Pujols, Angels struggling early this season

Pujols, Angels struggling early this season

Published Apr. 13, 2012 3:59 p.m. ET

NEW YORK -- Six months from now, this matchup might still be the one that decides the American League championship. But right now, it's no contest.

The Angels have lost three games in a row and five of seven already on the season. Their pitching has been erratic, their hitting lacks punch and collectively, they're pressing.

Even on the grand stage that is Yankee Stadium, they can't seem to measure up.

Paired against the Yankees, a team that might be their opponent in the ALCS this fall, the Angels failed to put up a fight. They were shut out 5-0 by former Dodger Hiroki Kuroda, who pitched into the ninth inning and walked off to a standing ovation from a sellout crowd of 49,386.

The season is still barely a week old, but all the strengths the Angels were supposed to display -- strong starting pitching, a robust lineup of speed and power -- has hardly been visible. Except for superb showings from starting pitchers Jered Weaver in the season opener and C.J. Wilson last Monday in Minnesota, there has been little to enjoy.

As a team, the Angels are hitting .260 with just three home runs, fewer than any AL team but the Boston Red Sox. Albert Pujols has a .222 average and just two RBI; Kendrys Morales has yet to drive in a run. Howie Kendrick is batting .208.

That lack of production isn't going to last, but right now it's a concern.

"We have a great lineup," Pujols said. "Our offense hasn't clicked the way we want it to, but you know what, man? It's still a long season. I bet you at the end we're going to be right where we want to be."

Pujols has no complaints, although he went 1 for 4 and grounded into a double play in the ninth after Bobby Abreu led off with a single. He said he's seeing the ball well, and he insisted the double play was the hardest ball he's hit this season.

The Angels didn't get more than one hit in any inning off Kuroda, and the one time they had two base runners -- in the fifth -- Erick Aybar ended the inning with a ground out to second base.

"That's the way it goes," Pujols said. "This game is tough, and when you don't get breaks, it's even tougher. I think the main thing is to flip the page and be ready to go tomorrow, even up the series and see if we can take the series away on Sunday."

At the moment, that's thinking too far ahead. The Angels need just one win of any kind to make themselves believe they can reverse their trend.

Their starter on Friday, Ervin Santana, struck out the first two batters of the first inning, then gave up a single to Alex Rodriguez and walks to Robinson Cano and Mark Teixeira before Nick Swisher followed with a bases-clearing double to center.

Santana said he felt he wasn't getting calls from plate umpire Mike DiMuro, but manager Mike Scioscia said it was a case of trying to be too fine with his pitches.

"After the base hit, he picked around the zone a little bit, and Swisher got a big two-out hit for them," he said.

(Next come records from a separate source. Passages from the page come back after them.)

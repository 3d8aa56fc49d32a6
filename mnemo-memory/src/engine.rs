//! MemoryEngine: save policy and ranked recall over an `IMemoryStore`.

use std::sync::Arc;

use chrono::{DateTime, Utc};
use tracing::debug;

use mnemo_core::constants::MEMORY_OVERFETCH_FACTOR;
use mnemo_core::errors::{MnemoError, MnemoResult};
use mnemo_core::models::{Fact, MemoryType, NewMemory, RankedMemory, Role, SavedMemory};
use mnemo_core::traits::{IEmbeddingProvider, IMemoryStore, MemoryQuery};

use crate::ranking::{rank, ScorerWeights};

/// Arguments for [`MemoryEngine::save`].
#[derive(Debug, Clone, Copy)]
pub struct SaveMemory<'a> {
    pub user_id: &'a str,
    pub role: Role,
    pub content: &'a str,
    pub memory_key: Option<&'a str>,
    pub memory_type: MemoryType,
    pub conversation_id: Option<&'a str>,
}

impl<'a> SaveMemory<'a> {
    pub fn chat(user_id: &'a str, role: Role, content: &'a str) -> Self {
        Self {
            user_id,
            role,
            content,
            memory_key: None,
            memory_type: MemoryType::Chat,
            conversation_id: None,
        }
    }

    pub fn fact(user_id: &'a str, key: &'a str, value: &'a str) -> Self {
        Self {
            user_id,
            role: Role::User,
            content: value,
            memory_key: Some(key),
            memory_type: MemoryType::Fact,
            conversation_id: None,
        }
    }

    pub fn in_conversation(mut self, conversation_id: Option<&'a str>) -> Self {
        self.conversation_id = conversation_id;
        self
    }
}

pub struct MemoryEngine {
    store: Arc<dyn IMemoryStore>,
    embedder: Arc<dyn IEmbeddingProvider>,
    weights: ScorerWeights,
}

impl MemoryEngine {
    pub fn new(store: Arc<dyn IMemoryStore>, embedder: Arc<dyn IEmbeddingProvider>) -> Self {
        Self {
            store,
            embedder,
            weights: ScorerWeights::default(),
        }
    }

    pub fn store(&self) -> &Arc<dyn IMemoryStore> {
        &self.store
    }

    /// Persist one memory.
    ///
    /// A fact with a non-empty key upserts on `(user_id, key)`; the embedded
    /// text is `"key: value"` so recall matches on the attribute name too.
    /// Anything else is appended as an unkeyed chat row.
    pub fn save(&self, request: SaveMemory<'_>) -> MnemoResult<SavedMemory> {
        if request.user_id.trim().is_empty() {
            return Err(MnemoError::validation("user_id", "must not be empty"));
        }

        let key = request
            .memory_key
            .map(str::trim)
            .filter(|k| !k.is_empty() && request.memory_type == MemoryType::Fact);

        let (memory_type, embed_text) = match key {
            Some(k) => (MemoryType::Fact, format!("{k}: {}", request.content)),
            None => (MemoryType::Chat, request.content.to_string()),
        };
        let embedding = self.embedder.embed(&embed_text)?;

        let saved = self.store.save(&NewMemory {
            user_id: request.user_id.to_string(),
            role: request.role,
            content: request.content.to_string(),
            embedding,
            memory_key: key.map(str::to_string),
            memory_type,
            conversation_id: request.conversation_id.map(str::to_string),
        })?;
        debug!(
            user_id = request.user_id,
            memory_type = memory_type.as_str(),
            id = saved.id,
            "memory saved"
        );
        Ok(saved)
    }

    /// Contents of the top `limit` memories by composite score.
    pub fn retrieve(
        &self,
        user_id: &str,
        query_embedding: &[f32],
        limit: usize,
        role_filter: Option<Role>,
        conversation_id: Option<&str>,
    ) -> MnemoResult<Vec<String>> {
        Ok(self
            .retrieve_ranked(user_id, query_embedding, limit, role_filter, conversation_id, Utc::now())?
            .into_iter()
            .map(|r| r.candidate.content)
            .collect())
    }

    /// Over-fetch by distance, re-rank at `now`, keep the top `limit`.
    pub fn retrieve_ranked(
        &self,
        user_id: &str,
        query_embedding: &[f32],
        limit: usize,
        role_filter: Option<Role>,
        conversation_id: Option<&str>,
        now: DateTime<Utc>,
    ) -> MnemoResult<Vec<RankedMemory>> {
        if limit == 0 {
            return Ok(Vec::new());
        }
        let fetch = limit.saturating_mul(MEMORY_OVERFETCH_FACTOR).max(limit);
        let candidates = self.store.nearest(&MemoryQuery {
            user_id,
            embedding: query_embedding,
            limit: fetch,
            role: role_filter,
            conversation_id,
        })?;
        let fetched = candidates.len();

        let mut ranked = rank(candidates, now, &self.weights);
        ranked.truncate(limit);
        debug!(user_id, fetched, returned = ranked.len(), "memory recall ranked");
        Ok(ranked)
    }

    /// Current value of every keyed fact, newest first.
    pub fn latest_facts_by_key(&self, user_id: &str) -> MnemoResult<Vec<Fact>> {
        self.store.latest_facts(user_id)
    }
}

The Angels haven't played well from behind or in front (they blew two leads in Minneapolis against the Twins), so this had the makings of another disaster. Rodriguez hit his first home run of the season in the third, and Curtis Granderson added another in the fifth.

"We haven't really given ourselves an opportunity, both on the mound and probably with the bats, too, trying to get some early runs together for our guys," Scioscia said. "But our rotation is good. These guys can pitch, and they'll be there for us in the end. We just have to start executing better on the mound."

Early leads help, though, and the Angels haven't done that. They got a single from Aybar to open the game and a walk to Mark Trumbo to start the second. Both were stranded.

Although it's unreasonable to expect Pujols to ignite this team by himself, those are the expectations when a team signs a player to a 10-year contract worth $240 million.

"You have 25 guys," Pujols said. "It's not one player. There's nine players out there and four more players on the bench rooting for everybody that's out there. The wrong thing to do is put extra pressure on yourself and think you have to carry everything. That's not going to happen, believe me."

He's right, but while the Angels struggle to sort out their problems, everyone waits for Pujols to get started. It's the reason he's here.

"He will," Scioscia said. "It will happen. Obviously, sooner is better than later, but this isn't about Albert. This is about our team doing some things better on the mound and playing a little more fundamentally better sound baseball.

"Albert's going to be there, but we have to be more than Albert, and we are."